• _Provided data_:
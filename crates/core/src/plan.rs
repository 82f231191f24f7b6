//! Declarative description of what to run.
//!
//! A test plan is a forest of suites; suites contain cases and sub-suites,
//! cases contain steps. Step and hook bodies are async closures taking a
//! [`Session`](crate::lock::Session), which hands out the device once the
//! worker's gate clears.

use std::sync::Arc;

use futures::future::BoxFuture;

use crate::error::StepResult;
use crate::lock::Session;

/// Boxed async step body.
pub type StepFn = Arc<dyn Fn(Session) -> BoxFuture<'static, StepResult> + Send + Sync>;

/// Fixture hooks share the step signature.
pub type HookFn = StepFn;

#[derive(Clone)]
pub struct TestStep {
    pub name: String,
    /// Function name recorded with the step, when it differs from `name`.
    pub func: Option<String>,
    /// Rendered arguments recorded with the step.
    pub args: Option<String>,
    pub run: StepFn,
}

impl TestStep {
    pub fn new<F, Fut>(name: impl Into<String>, body: F) -> Self
    where
        F: Fn(Session) -> Fut + Send + Sync + 'static,
        Fut: std::future::Future<Output = StepResult> + Send + 'static,
    {
        TestStep {
            name: name.into(),
            func: None,
            args: None,
            run: Arc::new(move |session| Box::pin(body(session))),
        }
    }

    pub fn with_func(mut self, func: impl Into<String>, args: impl Into<String>) -> Self {
        self.func = Some(func.into());
        self.args = Some(args.into());
        self
    }
}

#[derive(Clone)]
pub struct TestCase {
    pub name: String,
    pub steps: Vec<TestStep>,
}

impl TestCase {
    pub fn new(name: impl Into<String>) -> Self {
        TestCase {
            name: name.into(),
            steps: Vec::new(),
        }
    }

    pub fn step(mut self, step: TestStep) -> Self {
        self.steps.push(step);
        self
    }
}

#[derive(Clone)]
pub enum TestNode {
    Suite(TestSuite),
    Case(TestCase),
}

/// A suite groups cases and sub-suites and carries the fixture hooks that
/// bracket them. `set_up_suite` runs once per device before the first child,
/// `tear_down_suite` always runs on the way out. The case hooks bracket each
/// case, nesting outermost-first.
#[derive(Clone, Default)]
pub struct TestSuite {
    pub name: String,
    pub children: Vec<TestNode>,
    pub set_up_suite: Option<HookFn>,
    pub tear_down_suite: Option<HookFn>,
    pub set_up_case: Option<HookFn>,
    pub tear_down_case: Option<HookFn>,
}

impl TestSuite {
    pub fn new(name: impl Into<String>) -> Self {
        TestSuite {
            name: name.into(),
            ..Default::default()
        }
    }

    pub fn case(mut self, case: TestCase) -> Self {
        self.children.push(TestNode::Case(case));
        self
    }

    pub fn suite(mut self, suite: TestSuite) -> Self {
        self.children.push(TestNode::Suite(suite));
        self
    }

    pub fn set_up_suite<F, Fut>(mut self, body: F) -> Self
    where
        F: Fn(Session) -> Fut + Send + Sync + 'static,
        Fut: std::future::Future<Output = StepResult> + Send + 'static,
    {
        self.set_up_suite = Some(Arc::new(move |session| Box::pin(body(session))));
        self
    }

    pub fn tear_down_suite<F, Fut>(mut self, body: F) -> Self
    where
        F: Fn(Session) -> Fut + Send + Sync + 'static,
        Fut: std::future::Future<Output = StepResult> + Send + 'static,
    {
        self.tear_down_suite = Some(Arc::new(move |session| Box::pin(body(session))));
        self
    }

    pub fn set_up_case<F, Fut>(mut self, body: F) -> Self
    where
        F: Fn(Session) -> Fut + Send + Sync + 'static,
        Fut: std::future::Future<Output = StepResult> + Send + 'static,
    {
        self.set_up_case = Some(Arc::new(move |session| Box::pin(body(session))));
        self
    }

    pub fn tear_down_case<F, Fut>(mut self, body: F) -> Self
    where
        F: Fn(Session) -> Fut + Send + Sync + 'static,
        Fut: std::future::Future<Output = StepResult> + Send + 'static,
    {
        self.tear_down_case = Some(Arc::new(move |session| Box::pin(body(session))));
        self
    }
}
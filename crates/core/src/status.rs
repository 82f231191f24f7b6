//! Execution statuses and their roll-up ordering.

use serde::Serialize;

/// Outcome of one execution slot or rolled-up record.
///
/// The ordering is a severity scale: combining two statuses keeps the
/// stronger one, with `Error` strongest and `NoRun` meaning nothing executed.
#[derive(Debug, Clone, Copy, Default, PartialEq, Eq, Serialize)]
pub enum Status {
    #[default]
    NoRun,
    Passed,
    Failed,
    NotCompleted,
    Error,
}

impl Status {
    fn severity(self) -> u8 {
        match self {
            Status::NoRun => 0,
            Status::Passed => 1,
            Status::Failed => 2,
            Status::NotCompleted => 3,
            Status::Error => 4,
        }
    }

    /// The stronger of two statuses.
    pub fn combine(self, other: Status) -> Status {
        if other.severity() > self.severity() {
            other
        } else {
            self
        }
    }

    pub fn as_str(self) -> &'static str {
        match self {
            Status::NoRun => "NO_RUN",
            Status::Passed => "PASSED",
            Status::Failed => "FAILED",
            Status::NotCompleted => "NOT_COMPLETED",
            Status::Error => "ERROR",
        }
    }
}

impl std::fmt::Display for Status {
    fn fmt(&self, f: &mut std::fmt::Formatter<'_>) -> std::fmt::Result {
        f.write_str(self.as_str())
    }
}
//! Device handle over a saved accessibility dump.
//!
//! Serves `get` requests from an in-memory tree parsed out of a dump file,
//! so inspection code runs unchanged against recorded sessions. Mutating
//! operations report failure, and search reports not-found, matching what
//! the live agent answers for unsupported requests.

use std::collections::{BTreeMap, HashMap};
use std::sync::atomic::{AtomicBool, AtomicI64, Ordering};
use std::time::Duration;

use async_trait::async_trait;
use parking_lot::Mutex;

use dtx_protocol::{
    Accessible, DEFAULT_ID, Message, MsgKind, NodePath, SearchMethod, Target, Value, build, xmlwire,
};

use crate::device::{Device, ExecOutput};
use crate::error::{Error, Result};
use crate::info::DeviceInfo;

/// A device handle whose tree comes from a dump instead of a socket.
pub struct OfflineDevice {
    name: String,
    root: Accessible,
    connected: AtomicBool,
    next_id: AtomicI64,
    pending: Mutex<HashMap<i64, Message>>,
}

impl OfflineDevice {
    /// Parses a dump document into an offline device.
    pub fn from_xml(name: impl Into<String>, xml: &str) -> Result<Self> {
        let elem = xmlwire::parse(&xmlwire::sanitize(xml)).map_err(Error::from)?;
        let root = Accessible::from_elem(&elem).map_err(Error::from)?;
        Ok(Self {
            name: name.into(),
            root,
            connected: AtomicBool::new(true),
            next_id: AtomicI64::new(1),
            pending: Mutex::new(HashMap::new()),
        })
    }

    pub fn from_tree(name: impl Into<String>, root: Accessible) -> Self {
        Self {
            name: name.into(),
            root,
            connected: AtomicBool::new(true),
            next_id: AtomicI64::new(1),
            pending: Mutex::new(HashMap::new()),
        }
    }

    fn node_at(&self, path: &NodePath) -> Option<&Accessible> {
        let mut node = &self.root;
        for &index in path.indices() {
            node = node.children.get(index as usize)?;
        }
        Some(node)
    }

    /// Clones `node` with descendants below `depth` cut off.
    fn prune(node: &Accessible, depth: i64) -> Accessible {
        let mut copy = node.clone();
        if depth <= 0 {
            copy.children.clear();
        } else {
            copy.children = node
                .children
                .iter()
                .map(|c| Self::prune(c, depth - 1))
                .collect();
        }
        copy
    }

    fn check_connected(&self) -> Result<()> {
        if self.connected.load(Ordering::SeqCst) {
            Ok(())
        } else {
            Err(Error::Closed)
        }
    }
}

#[async_trait]
impl Device for OfflineDevice {
    fn name(&self) -> &str {
        &self.name
    }

    fn info(&self) -> DeviceInfo {
        DeviceInfo {
            version: "offline".into(),
            locale: String::new(),
            extensions: Vec::new(),
        }
    }

    fn connected(&self) -> bool {
        self.connected.load(Ordering::SeqCst)
    }

    async fn disconnect(&self) {
        self.connected.store(false, Ordering::SeqCst);
        self.pending.lock().clear();
    }

    async fn get_accessible(
        &self,
        path: &NodePath,
        depth: i64,
        _include: &[String],
    ) -> Result<Option<Accessible>> {
        self.check_connected()?;
        Ok(self.node_at(path).map(|node| Self::prune(node, depth)))
    }

    async fn search_accessible(
        &self,
        _path: &NodePath,
        _method: SearchMethod,
        _predicates: &BTreeMap<String, String>,
    ) -> Result<Option<Accessible>> {
        self.check_connected()?;
        // Dumps do not support search; reported as not found, like a live
        // agent without the capability.
        Ok(None)
    }

    async fn set_text(&self, _path: &NodePath, _text: &str) -> Result<bool> {
        self.check_connected()?;
        Ok(false)
    }

    async fn set_value(&self, _path: &NodePath, _value: f64) -> Result<bool> {
        self.check_connected()?;
        Ok(false)
    }

    async fn exec_action(&self, _path: &NodePath, _action: &str) -> Result<bool> {
        self.check_connected()?;
        Ok(false)
    }

    async fn keyboard(&self, _path: &NodePath, _keycode: i64, _modifiers: &[i64]) -> Result<bool> {
        self.check_connected()?;
        Ok(false)
    }

    async fn mouse(
        &self,
        _path: &NodePath,
        _button: &str,
        _event: &str,
        _x: i64,
        _y: i64,
    ) -> Result<bool> {
        self.check_connected()?;
        Ok(false)
    }

    async fn get_file(&self, _path: &str) -> Result<Option<String>> {
        self.check_connected()?;
        Ok(None)
    }

    async fn put_file(&self, _path: &str, _data: &str) -> Result<bool> {
        self.check_connected()?;
        Ok(false)
    }

    async fn system_exec(&self, _command: &str, _wait: bool) -> Result<Option<ExecOutput>> {
        self.check_connected()?;
        Ok(None)
    }

    async fn extension(&self, name: &str, params: BTreeMap<String, Value>) -> Result<Message> {
        self.check_connected()?;
        let request = build::extension(self.next_id.fetch_add(1, Ordering::SeqCst), name, params);
        Ok(build::response_for(&request, false))
    }

    async fn push_request(&self, msg: Message) -> Result<i64> {
        self.check_connected()?;
        let id = if msg.id == DEFAULT_ID {
            self.next_id.fetch_add(1, Ordering::SeqCst)
        } else {
            msg.id
        };
        let msg = msg.with_id(id);

        // Answer synchronously out of the dump.
        let response = match (msg.kind, msg.target, msg.name.as_str()) {
            (MsgKind::Request, Target::Accessibility, "get") => {
                let found = msg
                    .path_param("path")
                    .and_then(|path| self.node_at(path))
                    .map(|node| Self::prune(node, msg.int_param("depth").unwrap_or(0)));
                match found {
                    Some(node) => build::response_for(&msg, true)
                        .with_param("accessible", Value::Accessible(Box::new(node))),
                    None => build::response_for(&msg, false),
                }
            }
            _ => build::response_for(&msg, false),
        };
        self.pending.lock().insert(id, response);
        Ok(id)
    }

    async fn pull_response(&self, id: i64, _timeout: Option<Duration>) -> Result<Message> {
        self.check_connected()?;
        self.pending
            .lock()
            .remove(&id)
            .ok_or(Error::ResponseTimeout {
                id,
                timeout: Duration::ZERO,
            })
    }
}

• _What to do_:
Starting with the line that holds "self.set_up_case = Some(Arc::new(move" and ending with the line that holds "#[derive(Debug, Clone, Copy, Default, PartialEq, Eq, Serialize)]", retype every line in the data above exactly, and nothing else.

• _Task answer_:
        self.set_up_case = Some(Arc::new(move |session| Box::pin(body(session))));
        self
    }

    pub fn tear_down_case<F, Fut>(mut self, body: F) -> Self
    where
        F: Fn(Session) -> Fut + Send + Sync + 'static,
        Fut: std::future::Future<Output = StepResult> + Send + 'static,
    {
        self.tear_down_case = Some(Arc::new(move |session| Box::pin(body(session))));
        self
    }
}
filename crates/core/src/status.rs
repository 82f231191f24f7b6
//! Execution statuses and their roll-up ordering.

use serde::Serialize;

/// Outcome of one execution slot or rolled-up record.
///
/// The ordering is a severity scale: combining two statuses keeps the
/// stronger one, with `Error` strongest and `NoRun` meaning nothing executed.
#[derive(Debug, Clone, Copy, Default, PartialEq, Eq, Serialize)]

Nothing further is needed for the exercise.